WORK REQUIRED: Find every line in the records below that holds the word "tests" and copy it.

* * * * *

//! Embedded SQLite registry.

use std::path::Path;
use std::sync::{Mutex, MutexGuard};

use chrono::Utc;
use rusqlite::{params, Connection};
use serde_json::{Map, Value};

use crate::error::RegistryError;
use crate::traits::RegistryClient;
use crate::types::{field, format_timestamp, EntityRef, Filter, Record};

/// Registry stored in a local SQLite database.
///
/// Entities are kept as JSON documents keyed by an autoincrement id, so any
/// entity type and field set can be stored. Filters are evaluated in
/// process. Used for offline work and as the registry in tests.
pub struct SqliteRegistry {
    /// Database connection (protected by mutex for thread safety).
    conn: Mutex<Connection>,
    /// Entity table name (versioned for schema migrations).
    entities_table: String,
    /// Thumbnail table name.
    thumbnails_table: String,
    /// User reported by `current_user`.
    current_user: Option<EntityRef>,
}

impl SqliteRegistry {
    /// Database schema version.
    const REGISTRY_DB_VERSION: u32 = 1;

    /// Create or open a registry database at the given path.
    ///
    /// # Arguments
    /// * `db_path` - Path to the SQLite database file
    ///
    /// # Errors
    /// Returns error if the database cannot be opened or initialized.
    pub fn open(db_path: &Path) -> Result<Self, RegistryError> {
        let conn: Connection = Connection::open(db_path)?;

        // WAL for concurrent readers
        conn.execute_batch("PRAGMA journal_mode=WAL;")?;
        conn.busy_timeout(std::time::Duration::from_secs(5))?;

        Self::initialize(conn)
    }

    /// Create a registry that lives only in memory.
    ///
    /// # Errors
    /// Returns error if the database cannot be initialized.
    pub fn open_in_memory() -> Result<Self, RegistryError> {
        Self::initialize(Connection::open_in_memory()?)
    }

    fn initialize(conn: Connection) -> Result<Self, RegistryError> {
        let entities_table: String = format!("entities_v{}", Self::REGISTRY_DB_VERSION);
        let thumbnails_table: String = format!("thumbnails_v{}", Self::REGISTRY_DB_VERSION);

        conn.execute(
            &format!(
                "CREATE TABLE IF NOT EXISTS {} (
                    id INTEGER PRIMARY KEY AUTOINCREMENT,
                    entity_type TEXT NOT NULL,
                    data TEXT NOT NULL
                )",
                entities_table
            ),
            [],
        )?;
        conn.execute(
            &format!(
                "CREATE INDEX IF NOT EXISTS idx_{}_entity_type ON {}(entity_type)",
                entities_table, entities_table
            ),
            [],
        )?;
        conn.execute(
            &format!(
                "CREATE TABLE IF NOT EXISTS {} (
                    entity_type TEXT NOT NULL,
                    entity_id INTEGER NOT NULL,
                    path TEXT NOT NULL,
                    uploaded_at TEXT NOT NULL
                )",
                thumbnails_table
            ),
            [],
        )?;

        Ok(Self {
            conn: Mutex::new(conn),
            entities_table,
            thumbnails_table,
            current_user: None,
        })
    }

    /// Set the user reported as the authenticated user.
    ///
    /// # Arguments
    /// * `user` - User entity reference
    pub fn with_current_user(mut self, user: EntityRef) -> Self {
        self.current_user = Some(user);
        self
    }

    /// Number of stored entities of a type.
    ///
    /// # Arguments
    /// * `entity_type` - Entity type
    pub fn count(&self, entity_type: &str) -> Result<usize, RegistryError> {
        let conn: MutexGuard<'_, Connection> = self.lock()?;
        let count: i64 = conn.query_row(
            &format!(
                "SELECT COUNT(*) FROM {} WHERE entity_type = ?",
                self.entities_table
            ),
            params![entity_type],
            |row| row.get(0),
        )?;
        Ok(count as usize)
    }

    /// Thumbnail files uploaded for an entity, oldest first.
    ///
    /// # Arguments
    /// * `entity_type` - Entity type
    /// * `id` - Entity id
    pub fn thumbnails(&self, entity_type: &str, id: i64) -> Result<Vec<String>, RegistryError> {
        let conn: MutexGuard<'_, Connection> = self.lock()?;
        let mut stmt = conn.prepare(&format!(
            "SELECT path FROM {} WHERE entity_type = ? AND entity_id = ? ORDER BY rowid",
            self.thumbnails_table
        ))?;
        let paths: Vec<String> = stmt
            .query_map(params![entity_type, id], |row| row.get(0))?
            .collect::<Result<Vec<String>, rusqlite::Error>>()?;
        Ok(paths)
    }

    fn lock(&self) -> Result<MutexGuard<'_, Connection>, RegistryError> {
        self.conn
            .lock()
            .map_err(|_| RegistryError::Sqlite("registry connection lock poisoned".into()))
    }

    fn load_all(&self, entity_type: &str) -> Result<Vec<Record>, RegistryError> {
        let conn: MutexGuard<'_, Connection> = self.lock()?;
        let mut stmt = conn.prepare(&format!(
            "SELECT id, data FROM {} WHERE entity_type = ? ORDER BY id",
            self.entities_table
        ))?;
        let rows: Vec<(i64, String)> = stmt
            .query_map(params![entity_type], |row| Ok((row.get(0)?, row.get(1)?)))?
            .collect::<Result<Vec<(i64, String)>, rusqlite::Error>>()?;
        drop(stmt);
        drop(conn);

        let mut records: Vec<Record> = Vec::with_capacity(rows.len());
        for (id, data) in rows {
            let fields: Map<String, Value> = serde_json::from_str(&data)?;
            let record: Record = fields
                .into_iter()
                .fold(Record::new(entity_type, id), |record, (name, value)| {
                    record.with_field(name, value)
                });
            records.push(record);
        }
        Ok(records)
    }

    fn exists(&self, entity_type: &str, id: i64) -> Result<bool, RegistryError> {
        let conn: MutexGuard<'_, Connection> = self.lock()?;
        let count: i64 = conn.query_row(
            &format!(
                "SELECT COUNT(*) FROM {} WHERE entity_type = ? AND id = ?",
                self.entities_table
            ),
            params![entity_type, id],
            |row| row.get(0),
        )?;
        Ok(count > 0)
    }
}

impl RegistryClient for SqliteRegistry {
    fn find(
        &self,
        entity_type: &str,
        filters: &[Filter],
        fields: &[String],
    ) -> Result<Vec<Record>, RegistryError> {
        let records: Vec<Record> = self
            .load_all(entity_type)?
            .iter()
            .filter(|record| filters.iter().all(|filter| filter.matches(record)))
            .map(|record| record.select(fields))
            .collect();
        Ok(records)
    }

    fn create(
        &self,
        entity_type: &str,
        mut data: Map<String, Value>,
    ) -> Result<Record, RegistryError> {
        data.remove(field::TYPE);
        data.remove(field::ID);
        if !data.contains_key(field::CREATED_AT) {
            data.insert(
                field::CREATED_AT.into(),
                Value::from(format_timestamp(Utc::now())),
            );
        }

        let encoded: String = serde_json::to_string(&data)?;
        let id: i64 = {
            let conn: MutexGuard<'_, Connection> = self.lock()?;
            conn.execute(
                &format!(
                    "INSERT INTO {} (entity_type, data) VALUES (?, ?)",
                    self.entities_table
                ),
                params![entity_type, encoded],
            )?;
            conn.last_insert_rowid()
        };

        log::debug!("Created {} {}", entity_type, id);
        Ok(data
            .into_iter()
            .fold(Record::new(entity_type, id), |record, (name, value)| {
                record.with_field(name, value)
            }))
    }

    fn upload_thumbnail(&self, entity_type: &str, id: i64, path: &Path) -> Result<(), RegistryError> {
        if !self.exists(entity_type, id)? {
            return Err(RegistryError::NotFound {
                entity_type: entity_type.to_string(),
                id,
            });
        }

        let conn: MutexGuard<'_, Connection> = self.lock()?;
        conn.execute(
            &format!(
                "INSERT INTO {} (entity_type, entity_id, path, uploaded_at) VALUES (?, ?, ?, ?)",
                self.thumbnails_table
            ),
            params![
                entity_type,
                id,
                path.to_string_lossy().into_owned(),
                format_timestamp(Utc::now())
            ],
        )?;
        Ok(())
    }

    fn current_user(&self) -> Result<Option<EntityRef>, RegistryError> {
        Ok(self.current_user.clone())
    }
}

impl std::fmt::Debug for SqliteRegistry {
    fn fmt(&self, f: &mut std::fmt::Formatter<'_>) -> std::fmt::Result {
        f.debug_struct("SqliteRegistry")
            .field("entities_table", &self.entities_table)
            .field("current_user", &self.current_user)
            .finish_non_exhaustive()
    }
}

#[cfg(test)]
mod tests {
    use super::*;
    use crate::types::entity;
    use serde_json::json;
    use tempfile::TempDir;

    fn data(value: Value) -> Map<String, Value> {
        value.as_object().cloned().unwrap()
    }

    fn fields(names: &[&str]) -> Vec<String> {
        names.iter().map(|n| n.to_string()).collect()
    }

    #[test]
    fn test_create_assigns_ids_and_created_at() {
        let registry: SqliteRegistry = SqliteRegistry::open_in_memory().unwrap();

        let first: Record = registry
            .create(entity::LOCAL_STORAGE, data(json!({"code": "Tank"})))
            .unwrap();
        let second: Record = registry
            .create(entity::LOCAL_STORAGE, data(json!({"code": "Renders"})))
            .unwrap();

        assert_eq!(first.entity_type(), "LocalStorage");
        assert!(second.id() > first.id());
        assert!(first.created_at().is_some());
        assert_eq!(registry.count(entity::LOCAL_STORAGE).unwrap(), 2);
        assert_eq!(registry.count(entity::PUBLISHED_FILE).unwrap(), 0);
    }

    #[test]
    fn test_create_keeps_explicit_created_at_and_ignores_type_id() {
        let registry: SqliteRegistry = SqliteRegistry::open_in_memory().unwrap();
        let record: Record = registry
            .create(
                entity::PUBLISHED_FILE,
                data(json!({"type": "Other", "id": 500, "created_at": "2020-01-01T00:00:00Z"})),
            )
            .unwrap();

        assert_eq!(record.entity_type(), entity::PUBLISHED_FILE);
        assert_ne!(record.id(), 500);
        assert_eq!(record.get(field::CREATED_AT), Some(&json!("2020-01-01T00:00:00Z")));
    }

    #[test]
    fn test_find_filters_and_projects() {
        let registry: SqliteRegistry = SqliteRegistry::open_in_memory().unwrap();
        let storage: Record = registry
            .create(entity::LOCAL_STORAGE, data(json!({"code": "Tank"})))
            .unwrap();
        registry
            .create(
                entity::PUBLISHED_FILE,
                data(json!({
                    "path_cache": "proj/a.ma",
                    "path_cache_storage": storage.entity_ref(),
                    "code": "a.ma",
                })),
            )
            .unwrap();
        registry
            .create(
                entity::PUBLISHED_FILE,
                data(json!({"path_cache": "proj/b.ma", "path_cache_storage": storage.entity_ref()})),
            )
            .unwrap();

        let found: Vec<Record> = registry
            .find(
                entity::PUBLISHED_FILE,
                &[
                    Filter::is(field::PATH_CACHE_STORAGE, storage.entity_ref()),
                    Filter::is_in(field::PATH_CACHE, ["proj/a.ma", "proj/c.ma"]),
                ],
                &fields(&["path_cache"]),
            )
            .unwrap();

        assert_eq!(found.len(), 1);
        assert_eq!(found[0].path_cache(), Some("proj/a.ma"));
        assert!(found[0].get("code").is_none());
    }

    #[test]
    fn test_find_one() {
        let registry: SqliteRegistry = SqliteRegistry::open_in_memory().unwrap();
        registry
            .create(entity::PUBLISH_TYPE, data(json!({"code": "Maya Scene"})))
            .unwrap();

        let found: Option<Record> = registry
            .find_one(entity::PUBLISH_TYPE, &[Filter::is(field::CODE, "Maya Scene")], &[])
            .unwrap();
        assert!(found.is_some());

        let missing: Option<Record> = registry
            .find_one(entity::PUBLISH_TYPE, &[Filter::is(field::CODE, "Nuke Script")], &[])
            .unwrap();
        assert!(missing.is_none());
    }

    #[test]
    fn test_upload_thumbnail() {
        let registry: SqliteRegistry = SqliteRegistry::open_in_memory().unwrap();
        let publish: Record = registry
            .create(entity::PUBLISHED_FILE, data(json!({"code": "a.ma"})))
            .unwrap();

        registry
            .upload_thumbnail(entity::PUBLISHED_FILE, publish.id(), Path::new("/tmp/thumb.png"))
            .unwrap();
        assert_eq!(
            registry.thumbnails(entity::PUBLISHED_FILE, publish.id()).unwrap(),
            vec!["/tmp/thumb.png".to_string()]
        );

        let result: Result<(), RegistryError> =
            registry.upload_thumbnail(entity::TASK, 999, Path::new("/tmp/thumb.png"));
        assert!(matches!(result, Err(RegistryError::NotFound { id: 999, .. })));
    }

    #[test]
    fn test_current_user() {
        let registry: SqliteRegistry = SqliteRegistry::open_in_memory().unwrap();
        assert_eq!(registry.current_user().unwrap(), None);

        let registry: SqliteRegistry = registry.with_current_user(EntityRef::new("HumanUser", 3));
        assert_eq!(registry.current_user().unwrap(), Some(EntityRef::new("HumanUser", 3)));
    }

    #[test]
    fn test_open_persists_across_connections() {
        let temp_dir: TempDir = TempDir::new().unwrap();
        let db_path = temp_dir.path().join("registry.db");

        {
            let registry: SqliteRegistry = SqliteRegistry::open(&db_path).unwrap();
            registry
                .create(entity::LOCAL_STORAGE, data(json!({"code": "Tank"})))
                .unwrap();
        }

        let registry: SqliteRegistry = SqliteRegistry::open(&db_path).unwrap();
        let found: Vec<Record> = registry
            .find(entity::LOCAL_STORAGE, &[], &fields(&["code"]))
            .unwrap();
        assert_eq!(found.len(), 1);
        assert_eq!(found[0].get(field::CODE), Some(&json!("Tank")));
    }
}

* * * * *

RESULT BELOW:
/// process. Used for offline work and as the registry in tests.
mod tests {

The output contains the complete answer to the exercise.